Mengembalikan Kemegahan “Omo Nifolasara” Hilimondregeraya

 

“Satu desa hilang bila tidak ada rumah adat.” Demikian ungkapan keresahan dari seorang Pastor Johannes Maria Hämmerle, Direktur Yayasan Pusaka Nias. Keresahan Pastor Johannes  seharusnya menjadi keresahan setiap orang di Pulau Nias yang mencintai budayanya sehingga penjualan sebuah “Omo Nifolasara” atau “Omo Sebua” (rumah besar) tidak akan terulang lagi.

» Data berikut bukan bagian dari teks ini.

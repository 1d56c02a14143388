use chrono::{DateTime, Utc};
use serde::{Deserialize, Serialize};
use uuid::Uuid;

mod error;
mod validation;

pub use error::{ErrorDetails, ErrorKind, ErrorResponse};
pub use validation::{
    FieldViolation, Validate, ValidationErrors, DESCRIPTION_MAX_CHARS, TITLE_MAX_CHARS,
};

/// Wire representation of a task, as returned by every task endpoint.
#[derive(Debug, Clone, PartialEq, Eq, Serialize, Deserialize)]
#[serde(rename_all = "camelCase")]
pub struct Task {
    pub id: Uuid,
    pub title: String,
    pub description: String,
    pub completed: bool,
    pub created_at: DateTime<Utc>,
    pub updated_at: DateTime<Utc>,
}

/// Body of `POST /api/v1/tasks`. Server-owned fields are rejected as unknown.
#[derive(Debug, Clone, Default, Serialize, Deserialize)]
#[serde(default, deny_unknown_fields)]
pub struct CreateTaskRequest {
    pub title: String,
    pub description: String,
}

/// Body of `PUT /api/v1/tasks/{id}`.
///
/// `title` and `description` always overwrite the stored values; `completed`
/// only does when present.
#[derive(Debug, Clone, Default, Serialize, Deserialize)]
#[serde(default, deny_unknown_fields)]
pub struct UpdateTaskRequest {
    pub title: String,
    pub description: String,
    #[serde(skip_serializing_if = "Option::is_none")]
    pub completed: Option<bool>,
}

#[derive(Debug, Clone, Serialize, Deserialize)]
pub struct TaskEnvelope {
    pub task: Task,
}

#[derive(Debug, Clone, Default, Serialize, Deserialize)]
pub struct TaskListEnvelope {
    pub tasks: Vec<Task>,
}

impl CreateTaskRequest {
    pub fn new(title: impl Into<String>, description: impl Into<String>) -> Self {
        Self {
            title: title.into(),
            description: description.into(),
        }
    }
}

impl UpdateTaskRequest {
    pub fn new(title: impl Into<String>, description: impl Into<String>) -> Self {
        Self {
            title: title.into(),
            description: description.into(),
            completed: None,
        }
    }

    pub fn completed(mut self, completed: bool) -> Self {
        self.completed = Some(completed);
        self
    }
}

#[cfg(test)]
mod tests {
    use super::*;
    use serde_json::json;

    #[test]
    fn task_serializes_with_camel_case_and_rfc3339() {
        let created = DateTime::from_timestamp(1_234_567_890, 0).unwrap();
        let task = Task {
            id: Uuid::parse_str("550e8400-e29b-41d4-a716-446655440000").unwrap(),
            title: "Test Task".into(),
            description: String::new(),
            completed: false,
            created_at: created,
            updated_at: created,
        };

        let value = serde_json::to_value(TaskEnvelope { task }).unwrap();
        assert_eq!(
            value,
            json!({
                "task": {
                    "id": "550e8400-e29b-41d4-a716-446655440000",
                    "title": "Test Task",
                    "description": "",
                    "completed": false,
                    "createdAt": "2009-02-13T23:31:30Z",
                    "updatedAt": "2009-02-13T23:31:30Z"
                }
            })
        );
    }

    #[test]
    fn empty_list_serializes_as_array() {
        let value = serde_json::to_value(TaskListEnvelope::default()).unwrap();
        assert_eq!(value, json!({ "tasks": [] }));
    }

    #[test]
    fn create_request_defaults_missing_fields() {
        let req: CreateTaskRequest = serde_json::from_str(r#"{"title":"only"}"#).unwrap();
        assert_eq!(req.title, "only");
        assert_eq!(req.description, "");
    }

    #[test]
    fn create_request_rejects_server_owned_fields() {
        let err = serde_json::from_str::<CreateTaskRequest>(r#"{"title":"t","completed":true}"#);
        assert!(err.is_err());
        let err = serde_json::from_str::<CreateTaskRequest>(r#"{"title":"t","id":"x"}"#);
        assert!(err.is_err());
    }

    #[test]
    fn update_request_distinguishes_absent_completed() {
        let absent: UpdateTaskRequest =
            serde_json::from_str(r#"{"title":"t","description":"d"}"#).unwrap();
        assert_eq!(absent.completed, None);

        let present: UpdateTaskRequest =
            serde_json::from_str(r#"{"title":"t","description":"d","completed":false}"#).unwrap();
        assert_eq!(present.completed, Some(false));
    }
}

Dikisahkan Pastor Johannes, pada tahun 1927 sebagian dari omo sebua di Desa Hilimondregeraya dijual kepada Dr. A.G. Moller (1923–1927), seorang dokter asal Denmark, yang bertugas di bidang kesehatan pada saat pemerintahan Kolonial Belanda di Nias. Saat itu kondisi rumah adat yang dibangun pada 1860 tersebut sangat buruk dan hampir ambruk karena pemilik tidak sanggup memelihara. Putri pemilik rumah yang bernama Suri Sarumaha juga dinikahi Dr. A.G. Moller dan diboyong ke Denmark.

Dr. A.G. Moller hanya membeli bagian depan rumah yang ada lukisannya. Beberapa benda juga ikut dibawa, seperti telau lasara, khölö-khölö, dan patung-patung.  Semua warisan budaya yang seharusnya bisa kita nikmati saat ini kini sudah menjadi milik Museum of Copenhagen, Denmark, hingga sekarang.
Meskipun demikian, kita semua masyarakat Nias patut bersyukur. Sebab, kita tidak perlu lagi datang ke Denmark untuk menyaksikan Omo Nifolasara Hilimondregeraya yang asli. Replikanya kini sudah bisa kita nikmati.

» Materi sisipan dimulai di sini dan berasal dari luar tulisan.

impl<E: DirectoryEngine> Directory<E> {
    /// Creates an unconnected directory on top of `engine`.
    #[must_use]
    pub fn with_engine(engine: E) -> Self {
        Self {
            engine,
            link: None,
            bound: false,
        }
    }

    /// [`Directory::open`] with a caller-supplied engine.
    ///
    /// # Errors
    ///
    /// See [`Directory::open`].
    pub fn open_with_engine(engine: E, config: &DirectoryConfig) -> Result<Self> {
        let mut directory = Self::with_engine(engine);
        directory.connect(config.host(), config.port())?;

        for setting in config.options() {
            directory.set_option(setting.option, setting.value)?;
        }

        if let Some(dn) = config.bind_dn() {
            let password = config.bind_password().map(|secret| secret.expose_secret());
            directory.bind(Some(dn), password)?;
        }

        Ok(directory)
    }

    /// The underlying engine.
    #[must_use]
    pub const fn engine(&self) -> &E {
        &self.engine
    }

    /// Returns true once a connection handle is held.
    #[must_use]
    pub const fn is_connected(&self) -> bool {
        self.link.is_some()
    }

    /// Returns true after a successful bind.
    #[must_use]
    pub const fn is_bound(&self) -> bool {
        self.bound
    }

    /// Opens the connection.
    ///
    /// # Errors
    ///
    /// Returns [`Error::AlreadyAvailable`] if a connection is already held and
    /// [`Error::ConnectFailure`] if the engine cannot connect.
    pub fn connect(&mut self, host: &str, port: u16) -> Result<()> {
        if self.link.is_some() {
            return Err(Error::AlreadyAvailable(
                "directory connection is already established".to_string(),
            ));
        }

        let link = self
            .engine
            .connect(host, port)
            .map_err(Error::ConnectFailure)?;
        debug!(host, port, "connected to directory");
        self.link = Some(link);
        Ok(())
    }

    /// Simple bind. Omitted DN and password bind anonymously.
    ///
    /// # Errors
    ///
    /// Returns [`Error::Unavailable`] without a connection and
    /// [`Error::BindFailure`] if the server rejects the credentials.
    pub fn bind(&mut self, dn: Option<&str>, password: Option<&str>) -> Result<()> {
        let link = self.connected_link("bind")?;
        let dn = dn.unwrap_or_default();

        self.engine
            .bind(link, dn, password.unwrap_or_default())
            .map_err(Error::BindFailure)?;
        debug!(dn, "bound to directory");
        self.bound = true;
        Ok(())
    }

    /// SASL bind.
    ///
    /// # Errors
    ///
    /// Returns [`Error::Unavailable`] without a connection and
    /// [`Error::BindFailure`] if the bind fails.
    pub fn sasl_bind(&mut self, credentials: &SaslCredentials) -> Result<()> {
        let link = self.connected_link("SASL bind")?;

        self.engine
            .sasl_bind(link, credentials)
            .map_err(Error::BindFailure)?;
        debug!(
            mechanism = credentials.mechanism.as_deref().unwrap_or_default(),
            "bound to directory with SASL"
        );
        self.bound = true;
        Ok(())
    }

    /// Upgrades the connection to TLS. Only allowed before binding.
    ///
    /// # Errors
    ///
    /// Returns [`Error::Unavailable`] without a connection,
    /// [`Error::AlreadyAvailable`] once bound and [`Error::EncryptionFailure`]
    /// if negotiation fails.
    pub fn start_tls(&mut self) -> Result<()> {
        let link = self.connected_link("StartTLS")?;
        if self.bound {
            return Err(Error::AlreadyAvailable(
                "cannot start TLS on a bound connection".to_string(),
            ));
        }

        self.engine
            .start_tls(link)
            .map_err(Error::EncryptionFailure)?;
        debug!("negotiated TLS on directory connection");
        Ok(())
    }

    /// Closes a bound connection. Transport-level release failures are logged
    /// and otherwise ignored.
    ///
    /// # Errors
    ///
    /// Returns [`Error::Unavailable`] if the connection is not bound.
    pub fn unbind(&mut self) -> Result<()> {
        self.bound_link("unbind")?;
        self.release();
        Ok(())
    }

    /// Adds an entry.
    ///
    /// # Errors
    ///
    /// Returns [`Error::Unavailable`] when not bound and [`Error::WriteFailure`]
    /// if the server rejects the entry.
    pub fn add(&self, dn: &str, entry: &AttributeMap) -> Result<()> {
        let link = self.bound_link("add")?;
        self.engine
            .add(link, dn, entry)
            .map_err(Error::WriteFailure)
    }

    /// Deletes an entry.
    ///
    /// # Errors
    ///
    /// Returns [`Error::Unavailable`] when not bound and [`Error::WriteFailure`]
    /// if the server rejects the deletion.
    pub fn delete(&self, dn: &str) -> Result<()> {
        let link = self.bound_link("delete")?;
        self.engine.delete(link, dn).map_err(Error::WriteFailure)
    }

    /// Replaces the values of every attribute in `entry`.
    ///
    /// # Errors
    ///
    /// Returns [`Error::Unavailable`] when not bound and [`Error::WriteFailure`]
    /// if the server rejects the change.
    pub fn modify(&self, dn: &str, entry: &AttributeMap) -> Result<()> {
        self.change("modify", dn, AttributeChange::Replace, entry)
    }

    /// Adds the values in `entry` to the existing attributes.
    ///
    /// # Errors
    ///
    /// See [`Directory::modify`].
    pub fn mod_add(&self, dn: &str, entry: &AttributeMap) -> Result<()> {
        self.change("mod_add", dn, AttributeChange::Add, entry)
    }

    /// Deletes the values in `entry`; an empty value list deletes the attribute.
    ///
    /// # Errors
    ///
    /// See [`Directory::modify`].
    pub fn mod_del(&self, dn: &str, entry: &AttributeMap) -> Result<()> {
        self.change("mod_del", dn, AttributeChange::Delete, entry)
    }

    /// Replaces the values of the attributes in `entry`.
    ///
    /// # Errors
    ///
    /// See [`Directory::modify`].
    pub fn mod_replace(&self, dn: &str, entry: &AttributeMap) -> Result<()> {
        self.change("mod_replace", dn, AttributeChange::Replace, entry)
    }

    fn change(
        &self,
        operation: &str,
        dn: &str,
        change: AttributeChange,
        entry: &AttributeMap,
    ) -> Result<()> {
        let link = self.bound_link(operation)?;
        self.engine
            .modify(link, dn, change, entry)
            .map_err(Error::WriteFailure)
    }

    /// Applies every modification as one atomic request.
    ///
    /// The whole list is validated before anything is sent, so an invalid
    /// element means no change reaches the server.
    ///
    /// # Errors
    ///
    /// Returns [`Error::Unavailable`] when not bound,
    /// [`Error::FeatureUnavailable`] if the engine cannot batch,
    /// [`Error::IncompleteModification`] or [`Error::InvalidValueSet`] for an
    /// invalid element and [`Error::WriteFailure`] if the server rejects it.
    pub fn modify_batch(&self, dn: &str, modifications: &[Modification]) -> Result<()> {
        let link = self.bound_link("modify_batch")?;
        if !self.engine.supports_modify_batch() {
            return Err(Error::FeatureUnavailable(
                "the directory engine does not support batch modification".to_string(),
            ));
        }

        let operations = modifications
            .iter()
            .enumerate()
            .map(|(index, modification)| modification.to_batch_operation(index))
            .collect::<Result<Vec<_>>>()?;

        self.engine
            .modify_batch(link, dn, &operations)
            .map_err(Error::WriteFailure)
    }

    /// Compares `value` with the values of `attribute` on `dn`.
    ///
    /// # Errors
    ///
    /// Returns [`Error::Unavailable`] when not bound and [`Error::ReadFailure`]
    /// if the comparison fails or cannot be decided.
    pub fn compare(&self, dn: &str, attribute: &str, value: impl AsRef<[u8]>) -> Result<bool> {
        let link = self.bound_link("compare")?;

        match self
            .engine
            .compare(link, dn, attribute, value.as_ref())
            .map_err(Error::ReadFailure)?
        {
            CompareOutcome::True => Ok(true),
            CompareOutcome::False => Ok(false),
            CompareOutcome::Undetermined => Err(Error::ReadFailure(self.engine.last_error(link))),
        }
    }

    /// Renames `dn` to `new_rdn`, optionally moving it under `new_parent`.
    ///
    /// # Errors
    ///
    /// Returns [`Error::Unavailable`] when not bound and [`Error::WriteFailure`]
    /// if the server rejects the rename.
    pub fn rename(
        &self,
        dn: &str,
        new_rdn: &str,
        new_parent: Option<&str>,
        delete_old_rdn: bool,
    ) -> Result<()> {
        let link = self.bound_link("rename")?;
        let request = RenameRequest {
            dn: dn.to_string(),
            new_rdn: new_rdn.to_string(),
            new_parent: new_parent.map(str::to_string),
            delete_old_rdn,
        };

        self.engine
            .rename(link, &request)
            .map_err(Error::WriteFailure)
    }

    /// Stages a paged-results control for the next search on this connection.
    ///
    /// Pass an empty cookie for the first page and the cookie returned by
    /// [`ResultSet::control_paged_result`] for the following ones.
    ///
    /// # Errors
    ///
    /// Returns [`Error::Unavailable`] when not bound and
    /// [`Error::PaginationFailure`] if the engine rejects the control.
    pub fn control_paged_result(&self, page_size: u32, critical: bool, cookie: &[u8]) -> Result<()> {
        let link = self.bound_link("control_paged_result")?;
        let control = PageControl {
            page_size,
            critical,
            cookie: cookie.to_vec(),
        };

        self.engine
            .control_paged_result(link, &control)
            .map_err(Error::PaginationFailure)
    }

    /// Searches the whole subtree below the base DN.
    ///
    /// # Errors
    ///
    /// Returns [`Error::Unavailable`] when not bound and [`Error::ReadFailure`]
    /// if the search fails.
    pub fn search(&self, request: &SearchRequest) -> Result<ResultSet<'_, E>> {
        self.run_search("search", SearchScope::Subtree, request)
    }

    /// Searches the immediate children of the base DN.
    ///
    /// # Errors
    ///
    /// See [`Directory::search`].
    pub fn list_children(&self, request: &SearchRequest) -> Result<ResultSet<'_, E>> {
        self.run_search("list_children", SearchScope::OneLevel, request)
    }

    /// Reads the base entry itself.
    ///
    /// # Errors
    ///
    /// See [`Directory::search`].
    pub fn read(&self, request: &SearchRequest) -> Result<ResultSet<'_, E>> {
        self.run_search("read", SearchScope::Base, request)
    }

    fn run_search(
        &self,
        operation: &str,
        scope: SearchScope,
        request: &SearchRequest,
    ) -> Result<ResultSet<'_, E>> {
        let link = self.bound_link(operation)?;
        let result = self
            .engine
            .search(link, scope, request)
            .map_err(Error::ReadFailure)?;
        Ok(ResultSet::new(&self.engine, link, result))
    }

    /// Reads a connection option.
    ///
    /// # Errors
    ///
    /// Returns [`Error::Unavailable`] without a connection and
    /// [`Error::OptionFailure`] if the engine rejects the option.
    pub fn get_option(&self, option: DirectoryOption) -> Result<OptionValue> {
        let link = self.connected_link("get_option")?;
        self.engine
            .get_option(link, option)
            .map_err(Error::OptionFailure)
    }

    /// Writes a connection option.
    ///
    /// # Errors
    ///
    /// Returns [`Error::Unavailable`] without a connection and
    /// [`Error::OptionFailure`] if the engine rejects the value.
    pub fn set_option(&self, option: DirectoryOption, value: impl Into<OptionValue>) -> Result<()> {
        let link = self.connected_link("set_option")?;
        self.engine
            .set_option(link, option, value.into())
            .map_err(Error::OptionFailure)
    }

    /// Installs the callback that supplies credentials when referrals are chased.
    ///
    /// # Errors
    ///
    /// Returns [`Error::Unavailable`] without a connection and
    /// [`Error::OptionFailure`] if the engine rejects the callback.
    pub fn set_rebind_proc<F>(&self, callback: F) -> Result<()>
    where
        F: FnMut(&str) -> Option<BindCredentials> + Send + 'static,
    {
        let link = self.connected_link("set_rebind_proc")?;
        self.engine
            .set_rebind_proc(link, Box::new(callback))
            .map_err(Error::OptionFailure)
    }

    fn connected_link(&self, operation: &str) -> Result<ConnectionHandle> {
        self.link.ok_or_else(|| {
            Error::Unavailable(format!("{operation} requires an established connection"))
        })
    }

    fn bound_link(&self, operation: &str) -> Result<ConnectionHandle> {
        match self.link {
            Some(link) if self.bound => Ok(link),
            _ => Err(Error::Unavailable(format!(
                "{operation} requires a bound connection"
            ))),
        }
    }

    fn release(&mut self) {
        let was_bound = std::mem::take(&mut self.bound);
        if let Some(link) = self.link.take() {
            match self.engine.unbind(link) {
                Ok(()) => debug!(was_bound, "released directory connection"),
                Err(err) => warn!(
                    code = err.code,
                    "failed to release directory connection: {}", err.message
                ),
            }
        }
    }
}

Pembangunan Replika “Omo Nifolasara”

Seiring dengan meningkatnya kesadaran dan kecintaan masyarakat Nias atas budayanya sendiri, akhirnya replica Omo Nifolasara di Hilimondregeraya pun dibuat.

Seperti kita ketahui, hampir setiap desa adat di Nias Selatan memiliki omo nifolasara atau Omo Sebua. Biasanya ukurannya berbeda dengan rumah adat yang ada di sekitarnya. Hal ini menunjukkan bahwa rumah tersebut adalah milik seorang raja atau bangsawan. Omo sebua juga menunjukkan identitas sebuah desa.
Omo Sebua pertama di Desa Hilimondregeraya dibangun oleh Siwa Lowalani, anak dari pendiri Desa Hilimondregeraya, Tönöni Si’ulu.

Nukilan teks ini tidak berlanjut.